Title: Modified CURE algorithm with enhancement to identify number of clusters
Authors: Alka Tripathi; Kirtee Panwar
Addresses: Department of Mathematics, Jaypee Institute of Information Technology, A-10, Sector-62, Noida, UP-201307, India ' Department of Mathematics, Jaypee Institute of Information Technology, A-10, Sector-62, Noida, UP-201307, India
Abstract: In this paper, we present an effective way of identifying number of clusters (k) based on density of data in given dataset and optimality of clusters formed. We have used internal evaluation of clustering to choose optimal set of clusters after narrowing the selection space to a small ideal range. This range is identified by partitioning dataset into a number of partitions using kd-tree so that partitions created contains densely packed data objects. We have used the concept of multi-representative points of a cluster in partitioning and evaluation of clustering and implemented it by modifying CURE algorithm.
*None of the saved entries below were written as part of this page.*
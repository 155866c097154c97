//! Command execution against the query library.

use crate::formatter::Formatter;
use catalog_query::{parse, parse_and_build, tokenize, Builder, TableConfig};
use std::path::{Path, PathBuf};
use thiserror::Error;

/// Execution errors.
#[derive(Debug, Error)]
pub enum ExecuteError {
    /// Parse or build error, rendered against the query text.
    #[error("{0}")]
    Query(String),

    /// The table config file could not be read.
    #[error("failed to read table config {path}: {source}")]
    ReadConfig {
        path: PathBuf,
        #[source]
        source: std::io::Error,
    },

    /// The table config file is not a valid column mapping.
    #[error("invalid table config {path}: {source}")]
    InvalidConfig {
        path: PathBuf,
        #[source]
        source: serde_json::Error,
    },
}

/// What to do with a query.
#[derive(Debug, Clone, Copy, PartialEq, Eq)]
pub enum Action {
    Tokenize,
    Parse,
    Sql,
}

/// Load a JSON column mapping.
pub fn load_table_config(path: &Path) -> Result<TableConfig, ExecuteError> {
    let content = std::fs::read_to_string(path).map_err(|source| ExecuteError::ReadConfig {
        path: path.to_path_buf(),
        source,
    })?;
    serde_json::from_str(&content).map_err(|source| ExecuteError::InvalidConfig {
        path: path.to_path_buf(),
        source,
    })
}

/// Default ranked search prefix for a table, using `$1` for the ranking text.
pub fn default_base_query(table: &str, config: &TableConfig) -> String {
    format!(
        "WITH search_results AS (SELECT *, ts_rank_cd(search_text, websearch_to_tsquery('english', $1), 32) AS search_rank, similarity({name}, $1) AS name_similarity FROM {table}",
        name = config.name_column,
        table = table
    )
}

/// Run an action on a query and return formatted output.
pub fn execute(
    action: Action,
    input: &str,
    builder: &Builder,
    base_query: &str,
    formatter: &dyn Formatter,
) -> Result<String, ExecuteError> {
    tracing::debug!(?action, "executing query");

    match action {
        Action::Tokenize => {
            let tokens = tokenize(input).map_err(|e| ExecuteError::Query(e.format_with_source(input)))?;
            Ok(formatter.format_tokens(&tokens))
        }
        Action::Parse => {
            let query = parse(input).map_err(|e| ExecuteError::Query(e.format_with_source(input)))?;
            Ok(formatter.format_query(&query))
        }
        Action::Sql => {
            let (sql, params) = parse_and_build(input, builder, base_query)
                .map_err(|e| ExecuteError::Query(e.format_with_source(input)))?;
            Ok(formatter.format_sql(&sql, &params))
        }
    }
}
In this paper, linear transformation method (PCA) is applied to reduce high dimensional data into lower dimensions.
Keywords: clustering evaluation; clustering using representatives; CURE; hierarchical clustering; kd-tree; density based partitioning; optimal clusters; principal component analysis; PCA; linear transformation.
International Journal of Artificial Intelligence and Soft Computing, 2016 Vol.5 No.3, pp.226 - 240
Received: 03 May 2015
Accepted: 22 Jan 2016
Published online: 22 Aug 2016 *